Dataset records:
▬▬▬
use clap::Args;
use rust_decimal::Decimal;
use serde_json::Value;

use ldi_core::hedging::{self, HedgeInput};

use crate::input;

/// Arguments for hedge sizing
#[derive(Args)]
pub struct HedgeArgs {
    /// Path to JSON input file with liabilities, bond and discount rate
    #[arg(long)]
    pub input: Option<String>,

    /// Override the target hedge percentage (e.g. 0.5 for 50%)
    #[arg(long)]
    pub hedge_percentage: Option<Decimal>,
}

pub fn run_hedge(args: HedgeArgs) -> Result<Value, Box<dyn std::error::Error>> {
    let mut hedge_input: HedgeInput = input::load(args.input.as_deref())?
        .ok_or("--input <file.json> or stdin required for hedge sizing")?;
    if args.hedge_percentage.is_some() {
        hedge_input.hedge_percentage = args.hedge_percentage;
    }

    let result = hedging::design_hedge(&hedge_input)?;
    Ok(serde_json::to_value(result)?)
}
▬▬▬
The required output is every line from the one with "let result = hedging::design_hedge(&hedge_input)?;" to the final line of the entries, repeated exactly and with nothing else.

* _Your solution_:
    let result = hedging::design_hedge(&hedge_input)?;
    Ok(serde_json::to_value(result)?)
}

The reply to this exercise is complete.